Comme un lion en cage
Il y a près de deux ans, Manuel dit avoir dû reprendre le travail pour "s'en sortir financièrement". "J’avais aussi envie d’aller travailler. Je me sens mieux en bossant. Car rester tout le temps chez soi, ce n’est pas toujours agréable. Au départ, on a apprécié d’être tranquille, puis à un moment donné, on devient comme un lion en cage."
À présent chauffeur de car à temps partiel, il dit avoir dû se battre pour pouvoir à nouveau exercer sa profession.
"Cela a été compliqué pour reprendre le travail. J’ai dû me battre avec la médecine car je souffre de discopathie multiple et au départ, les spécialistes n’étaient pas trop d’accord que j'aille travailler, d’un point de vue santé. J’ai dû prouver que j’étais apte et j’ai même dû changer mon traitement médical pour pouvoir recommencer. Depuis que j’ai recommencé le travail le 15 novembre 2023, je me sens mieux dans ma peau. Mais je trouve que le côté administratif est très rébarbatif..."
Et d'ajouter: "J’ai recommencé avec un temps partiel médical. Faire un temps plein, je ne saurais plus, vu mes problèmes de dos. Dans ma situation, je reçois des contrats à durée déterminée (CDD). Et systématiquement, quand j’ai un nouveau contrat, je dois redemander l’autorisation de pouvoir retravailler alors que je ne change pas d’employeur, pas d’horaire, pas de véhicule. Il n’y a rien qui change. C’est totalement aberrant. On se demande même si on veut réellement remettre les gens au travail. C’est mon sentiment", conclut-il.

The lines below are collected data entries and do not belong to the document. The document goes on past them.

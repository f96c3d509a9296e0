//! HTTP router construction.

use std::sync::Arc;

use axum::http::HeaderValue;
use axum::routing::{get, post};
use axum::Router;
use tower_http::cors::{AllowOrigin, CorsLayer};
use tracing::warn;

use crate::api;
use crate::state::AppState;

/// Build the complete application router with all routes and middleware.
pub fn build_router(state: Arc<AppState>, cors: CorsLayer) -> Router {
    Router::new()
        .route("/health", get(api::health))
        .route("/api/triage", post(api::triage))
        .route("/api/triage/classify", post(api::triage_classify))
        .route("/api/triage/quick", post(api::triage_quick))
        .route("/api/triage/symptoms", post(api::triage_symptoms))
        .route("/api/triage/diagnosis", post(api::triage_diagnosis))
        .route("/api/generate-report", post(api::generate_report))
        .route("/api/download-report/{request_id}", get(api::download_report))
        .layer(cors)
        .with_state(state)
}

/// `*` allows any origin; otherwise a comma-separated origin list.
pub fn cors_layer(origins: &str) -> CorsLayer {
    if origins.trim() == "*" {
        return CorsLayer::permissive();
    }
    let allowed: Vec<HeaderValue> = origins
        .split(',')
        .map(str::trim)
        .filter(|o| !o.is_empty())
        .filter_map(|o| match HeaderValue::from_str(o) {
            Ok(v) => Some(v),
            Err(_) => {
                warn!(origin = o, "ignoring invalid CORS origin");
                None
            }
        })
        .collect();
    CorsLayer::permissive().allow_origin(AllowOrigin::list(allowed))
}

Une procédure trop complexe et des conséquences
Les acteurs du secteur donnent raison à Manuel. Cette procédure trop complexe a des conséquences. En 2023, seuls 23% des dossiers traités de manière formelle, ont abouti à une reprise du travail.

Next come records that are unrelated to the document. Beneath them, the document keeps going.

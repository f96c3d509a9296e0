//! End-to-end behavioural checks of the triage pipeline through the public
//! API: safety of the top-level contract, rule outcomes for the reference
//! scenarios, and blending.

use std::sync::Arc;

use async_trait::async_trait;
use orthoassist_core::{
    Detection, ExternalAssessment, Method, TriageError, TriageLevel, MEDICAL_DISCLAIMER,
};
use orthoassist_triage::blender::blend;
use orthoassist_triage::classifier::{RuleClassifier, RuleOutcome};
use orthoassist_triage::variants::Findings;
use orthoassist_triage::{
    EngineSettings, ExternalAssessor, InMemoryPolicyStore, TriageConfig, TriageEngine,
};

fn engine() -> TriageEngine {
    TriageEngine::new(Arc::new(InMemoryPolicyStore::builtin()), EngineSettings::default())
}

struct Echo(TriageLevel, f64);

#[async_trait]
impl ExternalAssessor for Echo {
    async fn generate_assessment(
        &self,
        _detections: &[Detection],
        _symptoms: Option<&str>,
        _body_part: Option<&str>,
    ) -> Result<ExternalAssessment, TriageError> {
        Ok(ExternalAssessment {
            level: self.0,
            confidence: self.1,
            rationale: vec!["external".into()],
        })
    }

    fn name(&self) -> &str {
        "echo"
    }
}

fn rule(level: TriageLevel, confidence: f64) -> RuleOutcome {
    RuleOutcome {
        level,
        confidence,
        rationale: vec!["rule".into()],
        recommendations: level.default_recommendations(),
        max_detection_score: Some(confidence),
        severity_breakdown: None,
    }
}

// ── Top-level contract ──────────────────────────────────────────────

#[tokio::test]
async fn every_input_yields_a_bounded_result() {
    let labels = [
        "compound fracture",
        "Hairline-Fracture",
        "sprain",
        "",
        "???",
        "open dislocation",
        "negative",
    ];
    let confidences = [0.0, 0.01, 0.3, 0.5, 0.8, 0.85, 1.0, f64::NAN, -0.2, 3.0];
    let symptoms = [None, Some(""), Some("severe pain"), Some("swelling"), Some("fine")];

    let engines = [
        engine(),
        engine().with_assessor(Arc::new(Echo(TriageLevel::Red, 0.9))),
        engine().with_assessor(Arc::new(Echo(TriageLevel::Green, f64::NAN))),
    ];

    for engine in &engines {
        for label in labels {
            for confidence in confidences {
                for symptom in symptoms {
                    let detections = vec![
                        Detection::new(label, confidence),
                        Detection::new("fracture", 0.6),
                    ];
                    let r = engine
                        .process_triage_request(&detections, symptom, Some("leg"), false, None)
                        .await;
                    assert!(
                        (0.0..=1.0).contains(&r.confidence),
                        "confidence {} out of range for {:?}/{}",
                        r.confidence,
                        label,
                        confidence
                    );
                    assert!(TriageLevel::ALL.contains(&r.level));
                    assert_eq!(r.medical_disclaimer.as_deref(), Some(MEDICAL_DISCLAIMER));
                    assert!(r.inference_time_ms >= 0.0);
                    if r.error.is_some() {
                        assert!(r.partial);
                    }
                }
            }
        }
    }
}

#[tokio::test]
async fn no_detections_no_symptoms_is_green_at_default() {
    let r = engine()
        .process_triage_request(&[], None, None, false, None)
        .await;
    assert_eq!(r.level, TriageLevel::Green);
    assert_eq!(r.confidence, TriageConfig::default().no_detection_confidence);
}

#[tokio::test]
async fn no_detections_severe_pain_is_amber() {
    let r = engine()
        .process_triage_request(&[], Some("severe pain in the ankle"), None, false, None)
        .await;
    assert_eq!(r.level, TriageLevel::Amber);
}

#[tokio::test]
async fn confident_compound_fracture_is_red_by_rules() {
    let r = engine()
        .process_triage_request(
            &[Detection::new("compound fracture", 0.9)],
            None,
            Some("hand"),
            false,
            None,
        )
        .await;
    assert_eq!(r.level, TriageLevel::Red);
    assert_eq!(r.method, Method::Rules);
    assert_eq!(r.recommendations, TriageLevel::Red.default_recommendations());
    assert!(r.severity_breakdown.is_some());
}

#[tokio::test]
async fn unsure_compound_fracture_stays_amber() {
    let r = engine()
        .process_triage_request(&[Detection::new("compound fracture", 0.6)], None, None, false, None)
        .await;
    assert_eq!(r.level, TriageLevel::Amber);
}

#[tokio::test]
async fn three_weak_minor_findings_escalate() {
    let detections = vec![
        Detection::new("hairline fracture", 0.3),
        Detection::new("sprain", 0.3),
        Detection::new("bruise", 0.3),
    ];
    let r = engine()
        .process_triage_request(&detections, None, None, false, None)
        .await;
    assert_eq!(r.level, TriageLevel::Amber);
}

// ── Determinism ─────────────────────────────────────────────────────

#[test]
fn classifier_is_idempotent() {
    let config = TriageConfig::default();
    let classifier = RuleClassifier::new(&config);
    let detections = vec![
        Detection::new("displaced fracture", 0.77),
        Detection::new("soft tissue swelling", 0.41),
    ];
    let a = classifier
        .classify(&detections, Some("tender"), Some("leg"))
        .unwrap();
    let b = classifier
        .classify(&detections, Some("tender"), Some("leg"))
        .unwrap();
    assert_eq!(a, b);
    assert_eq!(
        serde_json::to_vec(&a.clone().into_result(Method::Rules)).unwrap(),
        serde_json::to_vec(&b.into_result(Method::Rules)).unwrap()
    );
}

// ── Blending ────────────────────────────────────────────────────────

#[test]
fn priority_beats_confidence() {
    let external = ExternalAssessment {
        level: TriageLevel::Red,
        confidence: 0.5,
        rationale: vec![],
    };
    let b = blend(&rule(TriageLevel::Green, 0.9), &external);
    assert_eq!(b.level, TriageLevel::Red);
    // larger confidence scaled by the disagreement factor
    assert!((b.confidence - 0.72).abs() < 1e-9);
}

#[test]
fn agreement_adds_a_tenth() {
    let external = ExternalAssessment {
        level: TriageLevel::Amber,
        confidence: 0.8,
        rationale: vec![],
    };
    let b = blend(&rule(TriageLevel::Amber, 0.6), &external);
    assert!((b.confidence - 0.8).abs() < 1e-9);
}

#[tokio::test]
async fn low_confidence_request_is_combined() {
    let engine = engine().with_assessor(Arc::new(Echo(TriageLevel::Amber, 0.8)));
    let r = engine
        .process_triage_request(&[Detection::new("fracture", 0.55)], None, None, false, None)
        .await;
    assert_eq!(r.method, Method::Combined);
    assert_eq!(r.level, TriageLevel::Amber);
    assert!(r.rationale.contains(&"external".to_string()));
    assert!(!r.partial);
}

// ── Variants ────────────────────────────────────────────────────────

#[test]
fn elderly_symptom_scoring() {
    let r = engine().assess_from_symptoms("severe deformed pain", &Findings::new(), Some(70));
    assert!((r.severity_score - 7.2).abs() < 1e-9);
    assert_eq!(r.age_factor, 1.2);
    assert_eq!(r.level, TriageLevel::Red);
    assert_eq!(r.priority.to_string(), "immediate");
}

Pour un spécialiste, il faut privilégier une approche informelle, plus directe. "Le salarié et l’employeur regardent ensemble les possibilités, et le travail adapté. Sans aller dans les aspects formels, ils peuvent élaborer un plan d’actions ensemble", explique Bart Teuwen, directeur général de Certimed (l’organisme de contrôle médical agréé par la Fédération Wallonie-Bruxelles). La méthode est efficace. L’an dernier, 80% des dossiers informels ont abouti à une reprise du travail.

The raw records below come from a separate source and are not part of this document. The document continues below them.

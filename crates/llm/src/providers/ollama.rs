use async_trait::async_trait;
use serde_json::json;
use tracing::debug;

use crate::provider::{chat_messages, json_body, text_at, LlmError, LlmProvider, Message};

/// Local models served by Ollama's `/api/chat`.
pub struct OllamaProvider {
    client: reqwest::Client,
    url: String,
    model: String,
}

impl OllamaProvider {
    pub fn new(url: String, model: String) -> Self {
        Self {
            client: reqwest::Client::new(),
            url: url.trim_end_matches('/').to_string(),
            model,
        }
    }

    fn request_body(&self, messages: &[Message], temperature: f32, max_tokens: u32) -> serde_json::Value {
        json!({
            "model": self.model,
            "messages": chat_messages(messages),
            "stream": false,
            "format": "json",
            "options": {
                "temperature": temperature,
                "num_predict": max_tokens,
            },
        })
    }
}

#[async_trait]
impl LlmProvider for OllamaProvider {
    async fn complete(
        &self,
        messages: Vec<Message>,
        temperature: f32,
        max_tokens: u32,
    ) -> Result<String, LlmError> {
        let url = format!("{}/api/chat", self.url);
        debug!(model = %self.model, "Ollama request to {}", url);

        let response = self
            .client
            .post(&url)
            .json(&self.request_body(&messages, temperature, max_tokens))
            .send()
            .await?;

        let body = json_body(response).await?;
        text_at(&body, "/message/content")
    }

    fn name(&self) -> &str {
        "ollama"
    }
}

#[cfg(test)]
mod tests {
    use super::*;

    #[test]
    fn non_streaming_json_request() {
        let p = OllamaProvider::new("http://localhost:11434/".into(), "llama3.1".into());
        let body = p.request_body(&[Message::user("x")], 0.2, 64);
        assert_eq!(body["stream"], false);
        assert_eq!(body["format"], "json");
        assert_eq!(body["options"]["num_predict"], 64);
        assert_eq!(p.url, "http://localhost:11434");
    }
}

Les Mutualités Libres plaident aussi pour une simplification de la procédure, mais attirent l’attention sur l’importance de protéger les employés. "Le médecin-conseil et son équipe de paramédicaux doivent vraiment évaluer pour savoir si la reprise d’un travail, qui peut être allégé, peut être compatible avec la situation de santé de la personne. Il faut surtout que le travail n’aggrave pas la pathologie de la personne", souligne Marianne Hiernaux, la porte-parole de la mutualité.
En Belgique, plus de 500.000 personnes sont en invalidité. Ce chiffre ne cesse d’augmenter. Le gouvernement fédéral a ainsi lancé un nouveau plan en novembre dernier. Une plateforme est notamment en cours d’élaboration. Elle permettra d’échanger plus facilement les données médicales et administratives, et de simplifier les procédures.